▶ _Exercise_
Only lines holding the word "false" are wanted from the records; copy all of them.

* * * * * * * * *

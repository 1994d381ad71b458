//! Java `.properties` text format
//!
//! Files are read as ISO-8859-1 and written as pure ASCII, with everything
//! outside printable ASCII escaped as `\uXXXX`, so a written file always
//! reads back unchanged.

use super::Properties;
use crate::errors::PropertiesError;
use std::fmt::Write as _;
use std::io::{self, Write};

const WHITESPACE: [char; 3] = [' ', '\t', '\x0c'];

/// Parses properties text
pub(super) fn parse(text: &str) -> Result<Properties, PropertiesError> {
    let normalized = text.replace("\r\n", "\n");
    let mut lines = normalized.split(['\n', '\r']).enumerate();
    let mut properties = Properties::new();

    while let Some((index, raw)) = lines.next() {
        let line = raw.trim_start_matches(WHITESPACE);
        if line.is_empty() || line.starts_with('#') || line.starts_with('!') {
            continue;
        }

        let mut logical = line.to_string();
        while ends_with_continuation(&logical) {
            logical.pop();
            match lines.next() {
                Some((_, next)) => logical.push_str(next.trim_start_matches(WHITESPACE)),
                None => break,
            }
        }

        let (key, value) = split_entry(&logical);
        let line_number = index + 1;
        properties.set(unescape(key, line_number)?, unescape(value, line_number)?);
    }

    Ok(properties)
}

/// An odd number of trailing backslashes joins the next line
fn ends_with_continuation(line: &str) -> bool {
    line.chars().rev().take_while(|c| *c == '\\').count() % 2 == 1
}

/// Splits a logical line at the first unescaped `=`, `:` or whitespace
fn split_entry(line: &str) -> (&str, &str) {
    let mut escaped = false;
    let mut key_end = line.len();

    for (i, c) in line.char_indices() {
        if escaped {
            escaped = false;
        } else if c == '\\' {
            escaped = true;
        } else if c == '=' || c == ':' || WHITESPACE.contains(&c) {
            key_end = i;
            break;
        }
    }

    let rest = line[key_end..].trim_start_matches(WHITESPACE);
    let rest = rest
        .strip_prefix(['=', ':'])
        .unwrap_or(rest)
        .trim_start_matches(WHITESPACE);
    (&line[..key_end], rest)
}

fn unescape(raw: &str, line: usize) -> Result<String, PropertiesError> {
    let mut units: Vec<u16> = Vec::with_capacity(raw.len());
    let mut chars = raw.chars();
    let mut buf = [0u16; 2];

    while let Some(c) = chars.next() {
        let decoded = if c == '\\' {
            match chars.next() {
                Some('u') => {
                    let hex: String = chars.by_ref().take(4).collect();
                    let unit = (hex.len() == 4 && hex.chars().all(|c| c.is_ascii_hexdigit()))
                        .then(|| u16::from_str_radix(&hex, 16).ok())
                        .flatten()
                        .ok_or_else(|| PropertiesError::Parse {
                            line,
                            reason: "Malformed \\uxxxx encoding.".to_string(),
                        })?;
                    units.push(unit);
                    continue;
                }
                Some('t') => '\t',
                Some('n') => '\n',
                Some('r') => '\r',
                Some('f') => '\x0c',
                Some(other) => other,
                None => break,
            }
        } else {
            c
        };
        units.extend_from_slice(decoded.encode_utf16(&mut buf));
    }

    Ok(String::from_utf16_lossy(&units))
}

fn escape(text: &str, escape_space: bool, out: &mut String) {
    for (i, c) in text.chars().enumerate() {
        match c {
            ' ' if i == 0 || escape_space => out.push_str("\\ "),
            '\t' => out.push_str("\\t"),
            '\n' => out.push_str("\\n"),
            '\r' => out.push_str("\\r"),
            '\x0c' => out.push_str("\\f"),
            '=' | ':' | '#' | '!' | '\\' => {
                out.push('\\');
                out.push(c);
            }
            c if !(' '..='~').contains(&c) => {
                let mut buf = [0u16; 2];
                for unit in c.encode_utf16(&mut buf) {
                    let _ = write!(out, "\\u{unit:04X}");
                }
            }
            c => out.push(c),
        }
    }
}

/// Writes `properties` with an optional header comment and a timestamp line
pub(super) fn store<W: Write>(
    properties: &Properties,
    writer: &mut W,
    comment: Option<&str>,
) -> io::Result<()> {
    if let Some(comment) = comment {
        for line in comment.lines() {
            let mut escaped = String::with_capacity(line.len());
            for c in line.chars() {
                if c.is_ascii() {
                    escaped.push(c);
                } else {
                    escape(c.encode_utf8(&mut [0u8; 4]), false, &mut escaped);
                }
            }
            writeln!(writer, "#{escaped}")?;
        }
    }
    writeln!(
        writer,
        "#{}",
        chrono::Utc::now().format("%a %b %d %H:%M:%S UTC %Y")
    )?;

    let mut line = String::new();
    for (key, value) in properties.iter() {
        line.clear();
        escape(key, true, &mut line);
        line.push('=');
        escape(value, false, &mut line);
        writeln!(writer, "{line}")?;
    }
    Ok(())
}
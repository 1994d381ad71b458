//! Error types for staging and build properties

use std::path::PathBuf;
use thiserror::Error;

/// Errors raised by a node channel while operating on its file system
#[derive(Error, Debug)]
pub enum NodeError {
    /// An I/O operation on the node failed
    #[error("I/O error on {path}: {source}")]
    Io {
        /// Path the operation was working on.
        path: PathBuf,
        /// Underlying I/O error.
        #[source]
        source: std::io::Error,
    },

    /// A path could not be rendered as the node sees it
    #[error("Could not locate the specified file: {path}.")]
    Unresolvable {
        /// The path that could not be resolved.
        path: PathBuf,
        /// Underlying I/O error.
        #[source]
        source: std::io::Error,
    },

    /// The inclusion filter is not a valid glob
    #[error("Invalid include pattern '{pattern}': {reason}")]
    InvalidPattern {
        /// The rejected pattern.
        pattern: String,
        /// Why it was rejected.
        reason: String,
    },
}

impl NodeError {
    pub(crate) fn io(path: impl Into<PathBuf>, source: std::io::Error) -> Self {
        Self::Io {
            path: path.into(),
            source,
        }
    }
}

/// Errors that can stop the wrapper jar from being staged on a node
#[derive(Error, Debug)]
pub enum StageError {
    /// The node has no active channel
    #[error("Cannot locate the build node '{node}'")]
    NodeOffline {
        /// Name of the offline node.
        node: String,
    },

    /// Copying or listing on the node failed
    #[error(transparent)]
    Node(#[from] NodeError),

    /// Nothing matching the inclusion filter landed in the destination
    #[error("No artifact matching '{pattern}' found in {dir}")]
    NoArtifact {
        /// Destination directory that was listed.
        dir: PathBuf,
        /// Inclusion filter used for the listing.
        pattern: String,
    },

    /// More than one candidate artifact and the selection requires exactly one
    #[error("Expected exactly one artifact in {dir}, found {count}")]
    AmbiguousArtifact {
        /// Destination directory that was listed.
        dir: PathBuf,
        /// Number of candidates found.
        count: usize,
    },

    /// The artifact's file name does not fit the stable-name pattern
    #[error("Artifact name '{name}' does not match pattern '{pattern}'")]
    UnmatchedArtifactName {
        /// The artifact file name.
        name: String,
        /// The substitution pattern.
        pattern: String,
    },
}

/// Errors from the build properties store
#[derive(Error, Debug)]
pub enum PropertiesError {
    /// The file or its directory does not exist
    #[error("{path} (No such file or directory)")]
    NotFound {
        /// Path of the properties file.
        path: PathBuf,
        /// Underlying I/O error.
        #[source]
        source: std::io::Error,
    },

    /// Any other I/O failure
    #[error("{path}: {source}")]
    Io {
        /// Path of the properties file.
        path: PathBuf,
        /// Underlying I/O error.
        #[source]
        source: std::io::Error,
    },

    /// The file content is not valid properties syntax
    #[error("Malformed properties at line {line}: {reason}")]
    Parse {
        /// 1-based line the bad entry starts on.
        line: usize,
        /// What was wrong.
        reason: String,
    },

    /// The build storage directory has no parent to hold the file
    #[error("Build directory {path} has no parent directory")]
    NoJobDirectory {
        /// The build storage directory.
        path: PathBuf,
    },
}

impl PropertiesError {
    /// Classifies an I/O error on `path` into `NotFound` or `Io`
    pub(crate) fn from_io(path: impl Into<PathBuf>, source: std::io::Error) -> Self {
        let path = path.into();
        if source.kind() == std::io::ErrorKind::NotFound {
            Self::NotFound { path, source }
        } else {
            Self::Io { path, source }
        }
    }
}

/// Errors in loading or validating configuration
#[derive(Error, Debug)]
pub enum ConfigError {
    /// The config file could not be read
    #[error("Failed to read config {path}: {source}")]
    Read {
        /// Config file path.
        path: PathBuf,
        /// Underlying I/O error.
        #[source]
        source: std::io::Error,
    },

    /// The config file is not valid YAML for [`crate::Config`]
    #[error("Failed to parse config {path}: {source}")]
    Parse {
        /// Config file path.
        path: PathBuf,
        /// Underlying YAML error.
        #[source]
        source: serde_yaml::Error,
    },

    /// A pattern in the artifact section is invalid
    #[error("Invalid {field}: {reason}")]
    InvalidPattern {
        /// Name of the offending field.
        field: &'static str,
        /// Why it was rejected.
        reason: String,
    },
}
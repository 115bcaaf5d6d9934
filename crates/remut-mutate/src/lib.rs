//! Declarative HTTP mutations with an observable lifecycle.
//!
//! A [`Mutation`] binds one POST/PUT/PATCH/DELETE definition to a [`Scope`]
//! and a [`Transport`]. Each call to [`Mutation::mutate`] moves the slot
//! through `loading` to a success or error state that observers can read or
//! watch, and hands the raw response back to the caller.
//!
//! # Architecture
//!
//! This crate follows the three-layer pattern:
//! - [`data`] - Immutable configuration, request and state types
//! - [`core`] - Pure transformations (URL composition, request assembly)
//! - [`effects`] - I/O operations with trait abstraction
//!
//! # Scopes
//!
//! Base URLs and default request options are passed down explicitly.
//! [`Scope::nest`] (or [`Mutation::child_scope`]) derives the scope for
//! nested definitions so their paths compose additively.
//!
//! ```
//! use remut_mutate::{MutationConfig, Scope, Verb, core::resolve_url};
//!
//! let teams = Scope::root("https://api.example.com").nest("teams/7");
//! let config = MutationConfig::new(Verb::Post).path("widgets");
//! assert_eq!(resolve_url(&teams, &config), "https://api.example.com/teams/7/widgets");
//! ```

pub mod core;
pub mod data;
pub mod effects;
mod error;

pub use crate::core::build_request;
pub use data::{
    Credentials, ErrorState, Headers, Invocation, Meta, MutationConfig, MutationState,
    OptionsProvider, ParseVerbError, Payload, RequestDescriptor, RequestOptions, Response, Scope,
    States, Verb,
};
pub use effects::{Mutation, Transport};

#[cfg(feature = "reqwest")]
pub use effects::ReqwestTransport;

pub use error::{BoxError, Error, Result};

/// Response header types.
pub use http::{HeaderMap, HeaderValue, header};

* * * * * * * * *

▶ _Answer space_
    let mut escaped = false;
            escaped = false;
                    escape(c.encode_utf8(&mut [0u8; 4]), false, &mut escaped);
        escape(value, false, &mut line);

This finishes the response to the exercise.